Use levels consistently:

Level	When to Use
ERROR	Something failed that shouldn’t have
WARN	Something concerning but not critical
INFO	Normal operations worth recording
DEBUG	Detailed info for troubleshooting

Don’t overuse ERROR. If everything is an error, nothing is.

The Request ID Pattern

Every request should have a unique identifier:

GET /users/123 HTTP/1.1
X-Request-Id: abc-123-def

This ID should appear in every log for that request:

{"requestId": "abc-123-def", "message": "Request received"}
{"requestId": "abc-123-def", "message": "Fetching user from database"}
{"requestId": "abc-123-def", "message": "Response sent", "status": 200}

Now you can search for abc-123-def and see the entire request lifecycle.

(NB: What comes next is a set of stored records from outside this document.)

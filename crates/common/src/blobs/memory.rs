use std::collections::{HashMap, HashSet};
use std::sync::{Arc, RwLock};

use async_trait::async_trait;
use url::Url;

use super::{blob_url, BlobStorage, UploadTicket};
use crate::ids::StorageRef;

const DEFAULT_BASE_URL: &str = "memory://blobs/";

/// Blob storage held in process memory.
#[derive(Debug, Clone)]
pub struct MemoryBlobStorage {
    base_url: Url,
    inner: Arc<RwLock<MemoryBlobStorageInner>>,
}

#[derive(Debug, Default)]
struct MemoryBlobStorageInner {
    /// Refs handed out by `generate_upload_url`
    issued: HashSet<StorageRef>,
    blobs: HashMap<StorageRef, Vec<u8>>,
}

#[derive(thiserror::Error, Debug, Clone, PartialEq, Eq)]
pub enum MemoryBlobStorageError {
    #[error("memory blob storage error: {0}")]
    Internal(String),
    #[error("storage ref was never issued: {0}")]
    UnknownRef(StorageRef),
    #[error("storage ref already holds content: {0}")]
    AlreadyUploaded(StorageRef),
    #[error("invalid blob url: {0}")]
    Url(#[from] url::ParseError),
}

impl MemoryBlobStorage {
    pub fn new() -> Self {
        Self::with_base_url(Url::parse(DEFAULT_BASE_URL).expect("valid default base url"))
    }

    pub fn with_base_url(base_url: Url) -> Self {
        Self {
            base_url,
            inner: Arc::new(RwLock::new(MemoryBlobStorageInner::default())),
        }
    }

    fn lock_err<E: std::fmt::Display>(e: E) -> MemoryBlobStorageError {
        MemoryBlobStorageError::Internal(format!("failed to acquire lock: {}", e))
    }

    /// Store the content for a previously issued ref, once.
    pub fn put(&self, storage_ref: StorageRef, data: Vec<u8>) -> Result<(), MemoryBlobStorageError> {
        let mut inner = self.inner.write().map_err(Self::lock_err)?;
        if !inner.issued.contains(&storage_ref) {
            return Err(MemoryBlobStorageError::UnknownRef(storage_ref));
        }
        if inner.blobs.contains_key(&storage_ref) {
            return Err(MemoryBlobStorageError::AlreadyUploaded(storage_ref));
        }
        inner.blobs.insert(storage_ref, data);
        Ok(())
    }

    pub fn get(&self, storage_ref: StorageRef) -> Result<Option<Vec<u8>>, MemoryBlobStorageError> {
        let inner = self.inner.read().map_err(Self::lock_err)?;
        Ok(inner.blobs.get(&storage_ref).cloned())
    }

    pub fn contains(&self, storage_ref: StorageRef) -> bool {
        self.inner
            .read()
            .map(|inner| inner.blobs.contains_key(&storage_ref))
            .unwrap_or(false)
    }

    /// Number of blobs currently holding content.
    pub fn len(&self) -> usize {
        self.inner.read().map(|inner| inner.blobs.len()).unwrap_or(0)
    }

    pub fn is_empty(&self) -> bool {
        self.len() == 0
    }
}

impl Default for MemoryBlobStorage {
    fn default() -> Self {
        Self::new()
    }
}

#[async_trait]
impl BlobStorage for MemoryBlobStorage {
    type Error = MemoryBlobStorageError;

    async fn generate_upload_url(&self) -> Result<UploadTicket, Self::Error> {
        let storage_ref = StorageRef::new();
        let url = blob_url(&self.base_url, storage_ref)?;
        self.inner
            .write()
            .map_err(Self::lock_err)?
            .issued
            .insert(storage_ref);
        Ok(UploadTicket { url, storage_ref })
    }

    async fn get_url(&self, storage_ref: StorageRef) -> Result<Option<Url>, Self::Error> {
        if !self.contains(storage_ref) {
            return Ok(None);
        }
        Ok(Some(blob_url(&self.base_url, storage_ref)?))
    }

    async fn delete(&self, storage_ref: StorageRef) -> Result<(), Self::Error> {
        let mut inner = self.inner.write().map_err(Self::lock_err)?;
        inner.blobs.remove(&storage_ref);
        inner.issued.remove(&storage_ref);
        Ok(())
    }
}

#[cfg(test)]
mod tests {
    use super::*;

    #[tokio::test]
    async fn test_upload_then_fetch_url() {
        let blobs = MemoryBlobStorage::new();
        let ticket = blobs.generate_upload_url().await.unwrap();
        assert!(blobs.get_url(ticket.storage_ref).await.unwrap().is_none());

        blobs.put(ticket.storage_ref, b"%PDF-1.7".to_vec()).unwrap();
        let url = blobs.get_url(ticket.storage_ref).await.unwrap().unwrap();
        assert_eq!(url, ticket.url);
    }

    #[tokio::test]
    async fn test_put_rejects_unissued_ref() {
        let blobs = MemoryBlobStorage::new();
        let stray = StorageRef::new();
        assert_eq!(
            blobs.put(stray, vec![1, 2, 3]),
            Err(MemoryBlobStorageError::UnknownRef(stray))
        );
    }

    #[tokio::test]
    async fn test_put_only_once() {
        let blobs = MemoryBlobStorage::new();
        let ticket = blobs.generate_upload_url().await.unwrap();
        blobs.put(ticket.storage_ref, b"%PDF-1.7".to_vec()).unwrap();

        assert_eq!(
            blobs.put(ticket.storage_ref, b"EVIL".to_vec()),
            Err(MemoryBlobStorageError::AlreadyUploaded(ticket.storage_ref))
        );
        assert_eq!(
            blobs.get(ticket.storage_ref).unwrap().unwrap(),
            b"%PDF-1.7".to_vec()
        );
    }

    #[tokio::test]
    async fn test_delete_is_idempotent() {
        let blobs = MemoryBlobStorage::new();
        let ticket = blobs.generate_upload_url().await.unwrap();
        blobs.put(ticket.storage_ref, vec![0]).unwrap();

        blobs.delete(ticket.storage_ref).await.unwrap();
        blobs.delete(ticket.storage_ref).await.unwrap();
        assert!(!blobs.contains(ticket.storage_ref));
        assert!(blobs.is_empty());
    }
}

4. Metrics: Numbers That Tell the Truth

Metrics are numeric measurements collected over time.

What to Measure

The Four Golden Signals (from Google SRE):

graph TD
    subgraph "Four Golden Signals"
        L[Latency
How fast?]
        T[Traffic
How much?]
        E[Errors
How broken?]
        S[Saturation
How full?]
    end

    L --> H[API Health]
    T --> H
    E --> H
    S --> H

    style L fill:#e3f2fd
    style T fill:#fff3e0
    style E fill:#ffccbc
    style S fill:#e8f5e9

1. Latency — How long requests take.

Measure successful and failed requests separately
Failed requests that fail fast can skew averages

2. Traffic — Demand on your system.

Requests per second
Concurrent connections
Data transferred

3. Errors — Failed requests.

HTTP 5xx rate (server errors)
HTTP 4xx rate (client errors, but track spikes)
Custom error types (business logic failures)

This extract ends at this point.